How to create your first machine learning project: a comprehensive guide

Your first machine learning project

This article is to help you to start with your first machine learning project. Machine learning projects are very important if you are serious about your career as a data scientist. You need to build your profile with a number of machine learning projects. These projects are evidence of your proficiency and skill in this field.

The projects are not necessarily only complex problems. They can be very basic with simple problems. What is important is to complete them. Ideally, in the beginning, you should take a small project and finish it. It will boost your confidence as you have successfully completed it as well as you will get to learn many new things.

So, to start with I have also selected a very basic problem which is the classification of Iris data set. You can compare it with the very basic “Hello world” program that every programmer writes as a beginner. The data set is small that’s why easy to load in your computer; consists of a few no. of features only so implementation of any ML algorithm is easier.

I have used here Google Colab to execute the Python code. You can try any IDE you generally use. Feel free to copy the code given here and execute them. The first step is to use the existing code without any error. Afterwards, make little changes to see how the output gets affected or gives errors. This is the most effective way to know a new language as well as its application in Machine Learning.
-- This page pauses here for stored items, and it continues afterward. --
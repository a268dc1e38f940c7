//! Rule-based field extractors shared by the receipt layout strategies.
//!
//! Every extractor is a small pure function returning an `Option`; the
//! strategies combine them first-success-wins and degrade to per-field
//! sentinels when nothing matches.

pub mod amounts;
pub mod datetime;
pub mod merchant;
pub mod patterns;

pub use amounts::{first_amount, plausible};
pub use datetime::{first_date, first_long_time, first_short_time, first_time};
pub use merchant::{look_back, title_case, upper_case_line, MERCHANT_KEYWORDS};
//! Tesseract subprocess wrapper.

use std::path::Path;
use std::process::Command;

use image::DynamicImage;
use tracing::{debug, info};

use crate::error::OcrError;
use crate::models::config::{OcrConfig, PreprocessConfig};

use super::preprocessing;

/// External OCR engine driven over the command line.
///
/// The engine is invoked per image with the configured language models
/// (default `tur+eng`); its stdout is the raw transcript fed to the
/// extraction core. No state is shared between invocations.
pub struct TesseractEngine {
    config: OcrConfig,
    preprocess: PreprocessConfig,
}

impl TesseractEngine {
    pub fn new(config: OcrConfig, preprocess: PreprocessConfig) -> Self {
        Self { config, preprocess }
    }

    /// Whether the configured executable answers `--version`.
    pub fn available(&self) -> bool {
        Command::new(&self.config.tesseract_cmd)
            .arg("--version")
            .output()
            .map(|output| output.status.success())
            .unwrap_or(false)
    }

    /// Preprocess `image` and run recognition, returning the transcript.
    pub fn recognize(&self, image: &DynamicImage) -> Result<String, OcrError> {
        let prepared = preprocessing::prepare(image, &self.preprocess);

        let staging = tempfile::Builder::new()
            .prefix("makbuz-ocr-")
            .suffix(".png")
            .tempfile()
            .map_err(OcrError::Staging)?;

        prepared
            .save(staging.path())
            .map_err(|e| OcrError::Staging(std::io::Error::other(e)))?;

        self.recognize_file(staging.path())
    }

    /// Run the engine on an image already on disk, without preprocessing.
    pub fn recognize_file(&self, path: &Path) -> Result<String, OcrError> {
        let mut command = Command::new(&self.config.tesseract_cmd);
        command
            .arg(path)
            .arg("stdout")
            .arg("-l")
            .arg(&self.config.languages);

        if let Some(psm) = self.config.psm {
            command.arg("--psm").arg(psm.to_string());
        }

        debug!("running {:?}", command);

        let output = command.output().map_err(|source| OcrError::Launch {
            command: self.config.tesseract_cmd.clone(),
            source,
        })?;

        if !output.status.success() {
            return Err(OcrError::Engine {
                status: output.status,
                stderr: String::from_utf8_lossy(&output.stderr).trim().to_string(),
            });
        }

        let text = String::from_utf8(output.stdout).map_err(|_| OcrError::Encoding)?;
        info!("OCR produced {} characters from {}", text.len(), path.display());

        Ok(text)
    }
}

#[cfg(test)]
mod tests {
    use super::*;

    #[test]
    fn missing_executable_reports_launch_error() {
        let config = OcrConfig {
            tesseract_cmd: "definitely-not-a-real-binary".to_string(),
            ..OcrConfig::default()
        };
        let engine = TesseractEngine::new(config, PreprocessConfig::default());

        assert!(!engine.available());
        let err = engine
            .recognize_file(Path::new("missing.png"))
            .unwrap_err();
        assert!(matches!(err, OcrError::Launch { .. }));
    }
}
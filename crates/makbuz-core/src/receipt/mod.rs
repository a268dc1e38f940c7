//! Receipt layout detection and field extraction.
//!
//! One strategy per layout; each composes the shared extractors in
//! [`rules`] and always produces a fully-populated record.

mod classic;
mod e_arsiv;
mod parser;
mod pos;

pub mod layout;
pub mod rules;

pub use layout::{classify, ReceiptLayout};
pub use parser::{parse_receipt, ReceiptParser};
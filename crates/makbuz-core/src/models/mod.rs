//! Data models: extracted records, per-file results, configuration.

pub mod config;
pub mod receipt;
//! Receipt parsing: layout classification plus per-layout extraction.

use tracing::debug;

use crate::models::receipt::ReceiptRecord;

use super::layout::{classify, ReceiptLayout};
use super::{classic, e_arsiv, pos};

/// Parses OCR transcripts into normalized receipt records.
///
/// Stateless and pure: the same transcript always yields the same record,
/// and extraction never fails — unreadable fields degrade to sentinels.
#[derive(Debug, Clone, Copy, Default)]
pub struct ReceiptParser;

impl ReceiptParser {
    pub fn new() -> Self {
        Self
    }

    /// Classify the transcript and run the matching layout strategy.
    pub fn parse(&self, text: &str) -> ReceiptRecord {
        let lines: Vec<&str> = text.lines().collect();
        let layout = classify(text);
        debug!("transcript classified as {:?} ({} lines)", layout, lines.len());

        match layout {
            ReceiptLayout::EInvoice => e_arsiv::parse(text, &lines),
            ReceiptLayout::PosSlip => pos::parse(text, &lines),
            ReceiptLayout::Classic => classic::parse(text, &lines),
        }
    }
}

/// One-shot convenience over [`ReceiptParser`].
pub fn parse_receipt(text: &str) -> ReceiptRecord {
    ReceiptParser::new().parse(text)
}
//! Monetary amount matching and plausibility filtering.

use rust_decimal::Decimal;
use std::str::FromStr;

use super::patterns::AMOUNT;

/// Minimum value an amount match must reach to be believed. Anything
/// smaller is treated as a misread decimal point.
pub const MIN_PLAUSIBLE: Decimal = Decimal::ONE;

/// First amount-shaped match anywhere in the text.
pub fn first_amount(text: &str) -> Option<&str> {
    AMOUNT.find(text).map(|m| m.as_str())
}

/// Keep a matched amount only if it normalizes to a plausible value.
///
/// Normalization strips thousands dots and turns the decimal comma into a
/// point ("1.234,56" -> 1234.56). The literal match is returned unchanged;
/// parse failures and values below [`MIN_PLAUSIBLE`] are discarded.
pub fn plausible(matched: &str) -> Option<String> {
    let normalized = matched.replace('.', "").replace(',', ".");
    let value = Decimal::from_str(&normalized).ok()?;
    if value < MIN_PLAUSIBLE {
        return None;
    }
    Some(matched.to_string())
}

#[cfg(test)]
mod tests {
    use super::*;

    #[test]
    fn first_amount_takes_leftmost_match() {
        assert_eq!(first_amount("ARA TOPLAM 10,00 TOPLAM 45,90"), Some("10,00"));
        assert_eq!(first_amount("no numbers here"), None);
    }

    #[test]
    fn plausible_keeps_literal_form() {
        assert_eq!(plausible("12,50"), Some("12,50".to_string()));
        assert_eq!(plausible("1.234,56"), Some("1.234,56".to_string()));
    }

    #[test]
    fn plausible_rejects_sub_lira_values() {
        assert_eq!(plausible("0,50"), None);
        assert_eq!(plausible("0,99"), None);
        assert_eq!(plausible("1,00"), Some("1,00".to_string()));
    }
}
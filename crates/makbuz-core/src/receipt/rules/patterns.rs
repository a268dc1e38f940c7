//! Common regex patterns for Turkish receipt extraction.

use lazy_static::lazy_static;
use regex::Regex;

lazy_static! {
    // Date: DD.MM.YYYY, DD/MM/YYYY or DD-MM-YYYY
    pub static ref DATE_DMY: Regex = Regex::new(
        r"\d{2}[/.\-]\d{2}[/.\-]\d{4}"
    ).unwrap();

    // Time with seconds, as printed by cash registers
    pub static ref TIME_HMS: Regex = Regex::new(
        r"\d{2}:\d{2}:\d{2}"
    ).unwrap();

    // Short time, used on e-arşiv slips
    pub static ref TIME_HM: Regex = Regex::new(
        r"\d{2}:\d{2}"
    ).unwrap();

    // Either form; the seconds variant wins at the same position
    pub static ref TIME_ANY: Regex = Regex::new(
        r"\d{2}:\d{2}:\d{2}|\d{2}:\d{2}"
    ).unwrap();

    // Amount: 45,90 / 1.234,56 / 1234.56 — thousands vs decimal separator
    // is not disambiguated, only position matters
    pub static ref AMOUNT: Regex = Regex::new(
        r"\d{1,3}(?:[.,]\d{3})*[.,]\d{2}"
    ).unwrap();

    // Amount followed by the lira marker, matched against upper-cased lines
    pub static ref AMOUNT_TL: Regex = Regex::new(
        r"(\d{1,3}(?:[.,]\d{3})*[.,]\d{2})\s*TL"
    ).unwrap();
}

#[cfg(test)]
mod tests {
    use super::*;

    #[test]
    fn date_accepts_all_three_separators() {
        for text in ["01/02/2023", "01.02.2023", "01-02-2023"] {
            assert!(DATE_DMY.is_match(text), "no match for {text}");
        }
    }

    #[test]
    fn date_requires_four_digit_year() {
        assert!(!DATE_DMY.is_match("01/02/23"));
    }

    #[test]
    fn time_any_prefers_seconds_form() {
        let m = TIME_ANY.find("14:30:00").unwrap();
        assert_eq!(m.as_str(), "14:30:00");
    }

    #[test]
    fn amount_matches_grouped_thousands() {
        assert_eq!(AMOUNT.find("TOPLAM 1.234,56").unwrap().as_str(), "1.234,56");
        assert_eq!(AMOUNT.find("KDV 45,90").unwrap().as_str(), "45,90");
    }

    #[test]
    fn amount_tl_allows_space_before_marker() {
        let caps = AMOUNT_TL.captures("125,00 TL").unwrap();
        assert_eq!(&caps[1], "125,00");
        let caps = AMOUNT_TL.captures("125,00TL").unwrap();
        assert_eq!(&caps[1], "125,00");
    }
}
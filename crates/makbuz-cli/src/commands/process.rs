//! Process command - extract fields from a single receipt file.

use std::fs;
use std::path::{Path, PathBuf};
use std::time::Instant;

use clap::Args;
use console::style;
use indicatif::{ProgressBar, ProgressStyle};
use tracing::{debug, info};

use makbuz_core::models::config::MakbuzConfig;
use makbuz_core::models::receipt::{FileResult, ReceiptRecord};
use makbuz_core::receipt::parse_receipt;
use makbuz_core::TesseractEngine;

/// Arguments for the process command.
#[derive(Args)]
pub struct ProcessArgs {
    /// Input file (receipt image, or .txt with an OCR transcript)
    #[arg(required = true)]
    input: PathBuf,

    /// Output file (default: stdout)
    #[arg(short, long)]
    output: Option<PathBuf>,

    /// Output format
    #[arg(short, long, value_enum, default_value = "json")]
    format: OutputFormat,

    /// Skip image preprocessing before OCR
    #[arg(long)]
    no_preprocess: bool,
}

#[derive(Clone, Copy, Debug, clap::ValueEnum)]
pub enum OutputFormat {
    /// JSON per-file result
    Json,
    /// Plain text summary
    Text,
}

pub async fn run(args: ProcessArgs, config_path: Option<&str>) -> anyhow::Result<()> {
    let start = Instant::now();

    let config = load_config(config_path)?;

    if !args.input.exists() {
        anyhow::bail!("Input file not found: {}", args.input.display());
    }

    info!("Processing file: {}", args.input.display());

    let pb = ProgressBar::new(100);
    pb.set_style(
        ProgressStyle::default_bar()
            .template("{spinner:.green} [{elapsed_precise}] {bar:40.cyan/blue} {msg}")
            .unwrap()
            .progress_chars("##-"),
    );

    pb.set_message("Reading input...");
    pb.set_position(10);

    let text = read_transcript(&args.input, &config, args.no_preprocess)?;
    if text.trim().is_empty() {
        anyhow::bail!("No text detected in {}", args.input.display());
    }

    pb.set_message("Extracting receipt fields...");
    pb.set_position(70);

    let parsed = parse_receipt(&text);

    pb.set_position(100);
    pb.finish_with_message("Done");

    let filename = args
        .input
        .file_name()
        .and_then(|s| s.to_str())
        .unwrap_or("receipt")
        .to_string();

    let output = match args.format {
        OutputFormat::Json => {
            let result = FileResult::Parsed {
                filename,
                ocr_text: text,
                parsed,
            };
            serde_json::to_string_pretty(&result)?
        }
        OutputFormat::Text => format_text(&filename, &parsed),
    };

    if let Some(output_path) = &args.output {
        fs::write(output_path, &output)?;
        println!(
            "{} Output written to {}",
            style("✓").green(),
            output_path.display()
        );
    } else {
        println!("{}", output);
    }

    debug!("Total processing time: {:?}", start.elapsed());

    Ok(())
}

pub(crate) fn load_config(config_path: Option<&str>) -> anyhow::Result<MakbuzConfig> {
    match config_path {
        Some(path) => Ok(MakbuzConfig::from_file(Path::new(path))?),
        None => Ok(MakbuzConfig::default()),
    }
}

/// Read OCR text for a file: images go through preprocessing and the
/// Tesseract engine, `.txt` inputs are replayed transcripts.
pub(crate) fn read_transcript(
    path: &Path,
    config: &MakbuzConfig,
    no_preprocess: bool,
) -> anyhow::Result<String> {
    let extension = path
        .extension()
        .and_then(|e| e.to_str())
        .unwrap_or("")
        .to_lowercase();

    match extension.as_str() {
        "txt" => Ok(fs::read_to_string(path)?),
        "png" | "jpg" | "jpeg" | "webp" | "tiff" | "tif" | "bmp" => {
            let engine =
                TesseractEngine::new(config.ocr.clone(), config.preprocess.clone());

            if !engine.available() {
                anyhow::bail!(
                    "OCR engine '{}' is not available. Install Tesseract or point \
                     ocr.tesseract_cmd at the executable.",
                    config.ocr.tesseract_cmd
                );
            }

            if no_preprocess {
                Ok(engine.recognize_file(path)?)
            } else {
                let image = image::open(path)?;
                Ok(engine.recognize(&image)?)
            }
        }
        _ => anyhow::bail!("Unsupported file format: {}", extension),
    }
}

pub(crate) fn format_text(filename: &str, parsed: &ReceiptRecord) -> String {
    let mut output = String::new();

    output.push_str(&format!("File:     {}\n", filename));
    output.push_str(&format!("Merchant: {}\n", parsed.merchant));
    output.push_str(&format!("Date:     {}\n", parsed.date));
    output.push_str(&format!("Time:     {}\n", parsed.time));
    output.push_str(&format!("Total:    {}\n", parsed.total_amount));

    output
}
//! Receipt layout classification.

use serde::{Deserialize, Serialize};

/// Marker phrase printed in the header of e-arşiv slips.
const E_INVOICE_HEADER: &str = "E-ARŞİV FATURA BİLGİ FİŞİ";
/// Device code that also identifies e-arşiv output.
const E_INVOICE_CODE: &str = "GMU 507";

/// The three receipt layouts common in the Turkish market.
#[derive(Debug, Clone, Copy, PartialEq, Eq, Serialize, Deserialize)]
#[serde(rename_all = "snake_case")]
pub enum ReceiptLayout {
    /// Plain cash-register receipt (yazar kasa fişi).
    Classic,
    /// E-arşiv invoice information slip.
    EInvoice,
    /// Bank POS card slip.
    PosSlip,
}

/// Decide which layout a transcript belongs to.
///
/// Total and deterministic: first marker wins, anything unrecognized is a
/// classic receipt. The e-arşiv markers are matched case-sensitively; the
/// POS markers against the upper-cased transcript.
pub fn classify(text: &str) -> ReceiptLayout {
    if text.contains(E_INVOICE_HEADER) || text.contains(E_INVOICE_CODE) {
        return ReceiptLayout::EInvoice;
    }

    let upper = text.to_uppercase();
    if upper.contains("TÜRKİYE İŞ BANKASI") && upper.contains("PAYWAVE") {
        return ReceiptLayout::PosSlip;
    }

    ReceiptLayout::Classic
}

#[cfg(test)]
mod tests {
    use super::*;

    #[test]
    fn empty_text_is_classic() {
        assert_eq!(classify(""), ReceiptLayout::Classic);
    }

    #[test]
    fn gmu_code_forces_e_invoice() {
        assert_eq!(classify("whatever\nGMU 507\nmore"), ReceiptLayout::EInvoice);
    }

    #[test]
    fn e_invoice_header_is_case_sensitive() {
        assert_eq!(classify("E-ARŞİV FATURA BİLGİ FİŞİ"), ReceiptLayout::EInvoice);
        assert_eq!(classify("e-arşiv fatura bilgi fişi"), ReceiptLayout::Classic);
    }

    #[test]
    fn pos_needs_both_bank_and_paywave() {
        assert_eq!(
            classify("TÜRKİYE İŞ BANKASI\nPAYWAVE\nSATIŞ"),
            ReceiptLayout::PosSlip
        );
        assert_eq!(classify("TÜRKİYE İŞ BANKASI\nSATIŞ"), ReceiptLayout::Classic);
        assert_eq!(classify("PAYWAVE"), ReceiptLayout::Classic);
    }

    #[test]
    fn e_invoice_marker_wins_over_pos_markers() {
        assert_eq!(
            classify("GMU 507\nTÜRKİYE İŞ BANKASI\nPAYWAVE"),
            ReceiptLayout::EInvoice
        );
    }
}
The steps for first machine learning project

So, without much ado, lets jump to the project. You first need to chalk out the steps of implementing the project.

  • Importing the python libraries
  • Importing and loading the data set
  • Exploring the data set to have a preliminary idea about the variables
  • Identifying the target and feature variables and the independent-dependent relationship between them
  • Creating training and testing data set
  • Model building and fitting
  • Testing the data set
  • Checking model performance with comparison metrics

This is an ideal sequence how you should proceed with the project. As you gain experience you will not have to remember them. Being the first machine learning project I felt it necessary to mention them for further reference.

Importing the required libraries

# Importing required libraries
from sklearn.datasets import load_iris
from sklearn.model_selection import train_test_split
from sklearn.tree import DecisionTreeClassifier
import numpy as np

About the data

The data is collected from UCI machine learning repository, Iris data set and created by Dr R. A. Fisher. It contains three Iris species viz. “Setosa”, “Versicolor” and “Virginica” and four flower feature namely petal length, petal width, sepal length and sepal width in cm. Each of the species represents a class and has 50 samples each in the data set. So the Iris data has total 150 samples.

This is the most popular and basic data used in pattern recognition to date. The data source is UCI machine learning repository and it is a little different from the same Iris data set found in R.

The following line of code will load the data set in your working environment.

# Loading the data set
dataset = load_iris()

The following code will generate a detail description of the data set.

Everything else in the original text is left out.